[Records]
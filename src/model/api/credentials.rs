use argon2::Config;
use rand::Rng;
use rocket::http::Status;
use serde::{Deserialize, Serialize};

use crate::error::{Error, Result};
use crate::model::db::admin::NewAdmin;

pub const MIN_PASSWORD_LENGTH: usize = 8;

/// Raw sign-in credentials, received from a user. These are never stored
/// directly, since the password is in plaintext.
#[derive(Clone, Deserialize, Serialize)]
pub struct Credentials {
    pub username: String,
    pub password: String,
}

impl Credentials {
    /// Enforce that the username is non-empty and the password meets minimum length.
    pub fn check_acceptable(&self) -> Result<()> {
        if self.username.trim().is_empty() || self.password.len() < MIN_PASSWORD_LENGTH {
            return Err(Error::Status(
                Status::BadRequest,
                format!(
                    "Username must be non-empty and password at least {MIN_PASSWORD_LENGTH} characters"
                ),
            ));
        }
        Ok(())
    }
}

impl TryFrom<Credentials> for NewAdmin {
    type Error = Error;

    /// Convert [`Credentials`] to a new admin by hashing the password.
    fn try_from(cred: Credentials) -> Result<Self> {
        cred.check_acceptable()?;
        let password_hash = hash_password(&cred.password)?;
        Ok(Self {
            username: cred.username,
            password_hash,
        })
    }
}

/// Hash a password with a fresh random salt.
pub fn hash_password(password: &str) -> std::result::Result<String, argon2::Error> {
    // 16 bytes is recommended for password hashing:
    //  https://en.wikipedia.org/wiki/Argon2
    let mut salt = [0_u8; 16];
    rand::thread_rng().fill(&mut salt);
    argon2::hash_encoded(password.as_bytes(), &salt, &Config::default())
}

/// Check a password against an encoded hash. A malformed hash never matches.
pub fn verify_password<T: AsRef<[u8]>>(hash: &str, password: T) -> bool {
    argon2::verify_encoded(hash, password.as_ref()).unwrap_or(false)
}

[Prompt]
An exact copy of every record is needed, so retype them all.

[Task response]
filename src/model/api/credentials.rs
use argon2::Config;
use rand::Rng;
use rocket::http::Status;
use serde::{Deserialize, Serialize};

use crate::error::{Error, Result};
use crate::model::db::admin::NewAdmin;

pub const MIN_PASSWORD_LENGTH: usize = 8;

/// Raw sign-in credentials, received from a user. These are never stored
/// directly, since the password is in plaintext.
#[derive(Clone, Deserialize, Serialize)]
pub struct Credentials {
    pub username: String,
    pub password: String,
}

impl Credentials {
    /// Enforce that the username is non-empty and the password meets minimum length.
    pub fn check_acceptable(&self) -> Result<()> {
        if self.username.trim().is_empty() || self.password.len() < MIN_PASSWORD_LENGTH {
            return Err(Error::Status(
                Status::BadRequest,
                format!(
                    "Username must be non-empty and password at least {MIN_PASSWORD_LENGTH} characters"
                ),
            ));
        }
        Ok(())
    }
}

impl TryFrom<Credentials> for NewAdmin {
    type Error = Error;

    /// Convert [`Credentials`] to a new admin by hashing the password.
    fn try_from(cred: Credentials) -> Result<Self> {
        cred.check_acceptable()?;
        let password_hash = hash_password(&cred.password)?;
        Ok(Self {
            username: cred.username,
            password_hash,
        })
    }
}

/// Hash a password with a fresh random salt.
pub fn hash_password(password: &str) -> std::result::Result<String, argon2::Error> {
    // 16 bytes is recommended for password hashing:
    //  https://en.wikipedia.org/wiki/Argon2
    let mut salt = [0_u8; 16];
    rand::thread_rng().fill(&mut salt);
    argon2::hash_encoded(password.as_bytes(), &salt, &Config::default())
}

/// Check a password against an encoded hash. A malformed hash never matches.
pub fn verify_password<T: AsRef<[u8]>>(hash: &str, password: T) -> bool {
    argon2::verify_encoded(hash, password.as_ref()).unwrap_or(false)
}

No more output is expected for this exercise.